- Your task
Only the lines containing the string "ApiError" are needed; copy all of them from the listing.

- The input

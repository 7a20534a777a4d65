use base64::Engine;
use base64::engine::general_purpose::STANDARD;
use tracing::debug;

use crate::error::{BootstrapError, Result};
use crate::passwd::Passwd;

const BASIC_SCHEME: &str = "Basic ";

/// An authenticated caller and the roles it holds.
#[derive(Debug, Clone, PartialEq, Eq)]
pub struct ClientIdentity {
    pub name: String,
    pub roles: Vec<String>,
}

impl ClientIdentity {
    #[must_use]
    pub fn has_role(&self, role: &str) -> bool {
        self.roles.iter().any(|r| r == role)
    }
}

/// Request extension set by the TLS listener. Its absence means the request
/// did not arrive over TLS.
#[derive(Debug, Clone, Default)]
pub struct TlsConnection {
    /// Identity from a verified client certificate.
    pub peer: Option<ClientIdentity>,
}

/// Reads the subject of a verified client certificate: CN becomes the name,
/// each O attribute a role.
///
/// # Errors
/// Returns `Auth` if the certificate cannot be parsed or has no CN.
pub fn from_certificate(der: &[u8]) -> Result<ClientIdentity> {
    let (_, cert) = x509_parser::parse_x509_certificate(der)
        .map_err(|e| BootstrapError::Auth(format!("unparsable client certificate: {e}")))?;
    let subject = cert.subject();
    let name = subject
        .iter_common_name()
        .next()
        .and_then(|cn| cn.as_str().ok())
        .ok_or_else(|| BootstrapError::Auth("client certificate has no common name".to_string()))?
        .to_string();
    let roles = subject
        .iter_organization()
        .filter_map(|o| o.as_str().ok())
        .map(ToString::to_string)
        .collect();

    debug!("Client certificate identity {name}");
    Ok(ClientIdentity { name, roles })
}

/// Authenticates an `Authorization: Basic` header against the credential
/// table. The user's role column becomes its only role.
#[must_use]
pub fn from_basic_auth(header: &str, users: &Passwd) -> Option<ClientIdentity> {
    let encoded = header.strip_prefix(BASIC_SCHEME)?;
    let decoded = STANDARD.decode(encoded.trim()).ok()?;
    let decoded = String::from_utf8(decoded).ok()?;
    let (name, secret) = decoded.split_once(':')?;

    match users.check(name, secret) {
        (true, true) => Some(ClientIdentity {
            name: name.to_string(),
            roles: users
                .role(name)
                .filter(|r| !r.is_empty())
                .map(|r| vec![r.to_string()])
                .unwrap_or_default(),
        }),
        _ => None,
    }
}
#[cfg(test)]
mod tests {
    use tempfile::tempdir;

    use super::*;
    use crate::kv::MemoryStore;

    async fn seed(paths: &ControlPaths, tag: &str) {
        published(tag).write_local(paths).await.unwrap();
    }

    fn published(tag: &str) -> BootstrapBundle {
        BootstrapBundle {
            server_ca_data: format!("server-ca-{tag}"),
            server_ca_key_data: format!("server-ca-key-{tag}"),
            client_ca_data: format!("client-ca-{tag}"),
            client_ca_key_data: format!("client-ca-key-{tag}"),
            service_key_data: format!("service-{tag}"),
            passwd_file_data: format!("pw,server,k2s:server-{tag}\n"),
            request_header_ca_data: format!("rh-ca-{tag}"),
            request_header_ca_key_data: format!("rh-ca-key-{tag}"),
        }
    }

    #[test]
    fn test_mode_parsing() {
        assert_eq!("".parse::<BootstrapMode>().unwrap(), BootstrapMode::None);
        assert_eq!("full".parse::<BootstrapMode>().unwrap(), BootstrapMode::Full);
        assert!(matches!(
            "sometimes".parse::<BootstrapMode>(),
            Err(BootstrapError::Config(_))
        ));
    }

    #[test]
    fn test_check_mode_gating() {
        assert!(check_mode("read", "etcd3", Direction::Fetch).unwrap());
        assert!(!check_mode("read", "etcd3", Direction::Store).unwrap());
        assert!(check_mode("write", "etcd3", Direction::Store).unwrap());
        assert!(check_mode("full", "etcd3", Direction::Fetch).unwrap());
        assert!(!check_mode("none", "sqlite", Direction::Fetch).unwrap());
        assert!(check_mode("full", "sqlite", Direction::Fetch).is_err());
        assert!(!permitted("bogus", "etcd3", Direction::Store));
    }

    #[test]
    fn test_bundle_json_field_names() {
        let bundle = BootstrapBundle {
            server_ca_data: "a".to_string(),
            request_header_ca_key_data: "b".to_string(),
            ..BootstrapBundle::default()
        };
        let value = serde_json::to_value(&bundle).unwrap();
        assert_eq!(
            value,
            serde_json::json!({ "serverCAData": "a", "requestHeaderCAKeyData": "b" })
        );
    }

    #[tokio::test]
    async fn test_fetch_empty_store_is_noop() {
        let dir = tempdir().unwrap();
        let paths = ControlPaths::new(dir.path());
        let replicator = BootstrapReplicator::new(MemoryStore::default());

        assert!(replicator.fetch(&paths).await.unwrap().is_none());
        assert!(!paths.server_ca.cert.exists());
    }

    #[tokio::test]
    async fn test_store_then_fetch_copies_material() {
        let store = MemoryStore::default();
        let first = tempdir().unwrap();
        let first_paths = ControlPaths::new(first.path());
        seed(&first_paths, "one").await;
        assert!(
            BootstrapReplicator::new(store.clone())
                .store(&first_paths)
                .await
                .unwrap()
        );

        let second = tempdir().unwrap();
        let second_paths = ControlPaths::new(second.path());
        seed(&second_paths, "two").await;
        let changed = BootstrapReplicator::new(store.clone())
            .fetch(&second_paths)
            .await
            .unwrap()
            .unwrap();
        assert!(changed.server && changed.client && changed.request_header);

        assert_eq!(
            BootstrapBundle::read_local(&second_paths).await.unwrap(),
            BootstrapBundle::read_local(&first_paths).await.unwrap()
        );
    }

    #[tokio::test]
    async fn test_store_does_not_overwrite_published_bundle() {
        let store = MemoryStore::default();
        let first = tempdir().unwrap();
        let first_paths = ControlPaths::new(first.path());
        seed(&first_paths, "one").await;
        let second = tempdir().unwrap();
        let second_paths = ControlPaths::new(second.path());
        seed(&second_paths, "two").await;

        let replicator = BootstrapReplicator::new(store.clone());
        assert!(replicator.store(&first_paths).await.unwrap());
        assert!(!replicator.store(&second_paths).await.unwrap());

        let stored = store.get(RUNTIME_KEY).await.unwrap().unwrap();
        let bundle: BootstrapBundle =
            serde_json::from_slice(&STANDARD.decode(stored).unwrap()).unwrap();
        assert_eq!(bundle.server_ca_data, "server-ca-one");
    }

    #[tokio::test]
    async fn test_concurrent_store_leaves_one_bundle() {
        let store = MemoryStore::default();
        let a = tempdir().unwrap();
        let a_paths = ControlPaths::new(a.path());
        seed(&a_paths, "a").await;
        let b = tempdir().unwrap();
        let b_paths = ControlPaths::new(b.path());
        seed(&b_paths, "b").await;

        let replicator_a = BootstrapReplicator::new(store.clone());
        let replicator_b = BootstrapReplicator::new(store.clone());
        let (ra, rb) = tokio::join!(replicator_a.store(&a_paths), replicator_b.store(&b_paths));
        let (ra, rb) = (ra.unwrap(), rb.unwrap());
        assert!(ra || rb);

        let stored = store.get(RUNTIME_KEY).await.unwrap().unwrap();
        let bundle: BootstrapBundle =
            serde_json::from_slice(&STANDARD.decode(stored).unwrap()).unwrap();
        let from_a = BootstrapBundle::read_local(&a_paths).await.unwrap();
        let from_b = BootstrapBundle::read_local(&b_paths).await.unwrap();
        assert!(bundle == from_a || bundle == from_b);
    }

    #[tokio::test]
    async fn test_fetch_rejects_malformed_value() {
        let dir = tempdir().unwrap();
        let paths = ControlPaths::new(dir.path());
        let store = MemoryStore::default();
        store
            .put(RUNTIME_KEY, b"not base64!".to_vec())
            .await
            .unwrap();

        let err = BootstrapReplicator::new(store)
            .fetch(&paths)
            .await
            .unwrap_err();
        assert!(matches!(err, BootstrapError::Bundle(_)));
        assert!(err.is_fatal());
    }

    #[tokio::test]
    async fn test_write_local_reports_only_changed_authorities() {
        let dir = tempdir().unwrap();
        let paths = ControlPaths::new(dir.path());
        seed(&paths, "one").await;

        let unchanged = published("one").write_local(&paths).await.unwrap();
        assert!(!unchanged.any());

        let mut bundle = published("one");
        bundle.client_ca_key_data = "client-ca-key-two".to_string();
        bundle.service_key_data = "service-two".to_string();
        let changed = bundle.write_local(&paths).await.unwrap();
        assert_eq!(
            changed,
            ChangedAuthorities {
                client: true,
                ..ChangedAuthorities::default()
            }
        );
    }
}
//! Join tokens: `K10<sha256(server-ca) hex>::<secret>`.

use ring::digest;
use ring::rand::{SecureRandom, SystemRandom};
use subtle::ConstantTimeEq;

use crate::error::{BootstrapError, Result};

pub const TOKEN_PREFIX: &str = "K10";
const FINGERPRINT_SEPARATOR: &str = "::";
const FINGERPRINT_HEX_LEN: usize = 64;

/// Hex SHA-256 of the CA certificate bytes.
#[must_use]
pub fn fingerprint(ca_pem: &[u8]) -> String {
    hex::encode(digest::digest(&digest::SHA256, ca_pem))
}

/// Wraps `secret` with the fingerprint of `ca_pem`.
///
/// An empty secret is returned unchanged. Without CA material the token
/// carries only the prefix.
#[must_use]
pub fn format(secret: &str, ca_pem: Option<&[u8]>) -> String {
    if secret.is_empty() {
        return String::new();
    }
    match ca_pem {
        Some(ca) if !ca.is_empty() => {
            format!(
                "{TOKEN_PREFIX}{}{FINGERPRINT_SEPARATOR}{secret}",
                fingerprint(ca)
            )
        }
        _ => format!("{TOKEN_PREFIX}{secret}"),
    }
}

/// Returns the secret carried by `token` after checking its fingerprint
/// against the current server CA.
///
/// # Errors
/// Returns `Token` when the fingerprint is malformed or belongs to a
/// different CA.
pub fn validate(token: &str, current_ca_pem: &[u8]) -> Result<String> {
    let Some(rest) = token.strip_prefix(TOKEN_PREFIX) else {
        return Ok(token.to_string());
    };
    let Some((hash, secret)) = rest.split_once(FINGERPRINT_SEPARATOR) else {
        return Ok(rest.to_string());
    };

    if hash.len() != FINGERPRINT_HEX_LEN || hex::decode(hash).is_err() {
        return Err(BootstrapError::Token(format!(
            "fingerprint must be {FINGERPRINT_HEX_LEN} hex characters"
        )));
    }
    let expected = fingerprint(current_ca_pem);
    let hash = hash.to_ascii_lowercase();
    if !bool::from(expected.as_bytes().ct_eq(hash.as_bytes())) {
        return Err(BootstrapError::Token(
            "token CA hash does not match the cluster CA certificate".to_string(),
        ));
    }
    Ok(secret.to_string())
}

/// Hex encoding of `bytes` random bytes.
///
/// # Errors
/// Returns a crypto error if the system RNG fails.
pub fn random(bytes: usize) -> Result<String> {
    let mut buf = vec![0u8; bytes];
    SystemRandom::new()
        .fill(&mut buf)
        .map_err(|_| BootstrapError::Crypto("system random source failed".to_string()))?;
    Ok(hex::encode(buf))
}
use crate::application::ServiceError;
use axum::{
    Json,
    http::StatusCode,
    response::{IntoResponse, Response},
};

use super::types::ErrorResponse;

/// API層のエラー型
///
/// アプリケーション層のエラーをラップし、HTTPレスポンスへのマッピングを提供する。
#[derive(Debug)]
pub struct ApiError(ServiceError);

impl From<ServiceError> for ApiError {
    fn from(err: ServiceError) -> Self {
        ApiError(err)
    }
}

impl IntoResponse for ApiError {
    fn into_response(self) -> Response {
        let (status, error, description) = match &self.0 {
            // 404 Not Found - リソースが存在しない（認可エラーを含む）
            ServiceError::UserNotFound => (
                StatusCode::NOT_FOUND,
                self.0.to_string(),
                "User not found.".to_string(),
            ),
            ServiceError::ItemNotFound => (
                StatusCode::NOT_FOUND,
                self.0.to_string(),
                "Item not found.".to_string(),
            ),
            ServiceError::BookingNotFound => (
                StatusCode::NOT_FOUND,
                self.0.to_string(),
                "Booking not found.".to_string(),
            ),
            ServiceError::RequestNotFound => (
                StatusCode::NOT_FOUND,
                self.0.to_string(),
                "Request not found.".to_string(),
            ),

            // 409 Conflict - メールアドレスの重複
            ServiceError::EmailConflict => (
                StatusCode::CONFLICT,
                self.0.to_string(),
                "A user with this email already exists.".to_string(),
            ),

            // 400 Bad Request - 呼び出し側のエラー
            ServiceError::InvalidDateRange => (
                StatusCode::BAD_REQUEST,
                self.0.to_string(),
                "Booking end must be after start.".to_string(),
            ),
            ServiceError::ItemUnavailable => (
                StatusCode::BAD_REQUEST,
                self.0.to_string(),
                "Item is not available.".to_string(),
            ),
            ServiceError::UnsupportedState => (
                StatusCode::BAD_REQUEST,
                self.0.to_string(),
                "The booking has already been decided.".to_string(),
            ),
            ServiceError::InvalidArgument(msg) => (
                StatusCode::BAD_REQUEST,
                msg.clone(),
                "Validation error.".to_string(),
            ),

            // 500 Internal Server Error - ストア障害
            // 詳細はログに記録し、クライアントには一般的なメッセージのみを返す
            ServiceError::StoreError(e) => {
                tracing::error!("store error: {}", e);
                (
                    StatusCode::INTERNAL_SERVER_ERROR,
                    "Internal server error".to_string(),
                    "An unexpected error occurred.".to_string(),
                )
            }
        };

        let body = Json(ErrorResponse::new(error, description));
        (status, body).into_response()
    }
}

- Response area
pub struct ApiError(ServiceError);
impl From<ServiceError> for ApiError {
        ApiError(err)
impl IntoResponse for ApiError {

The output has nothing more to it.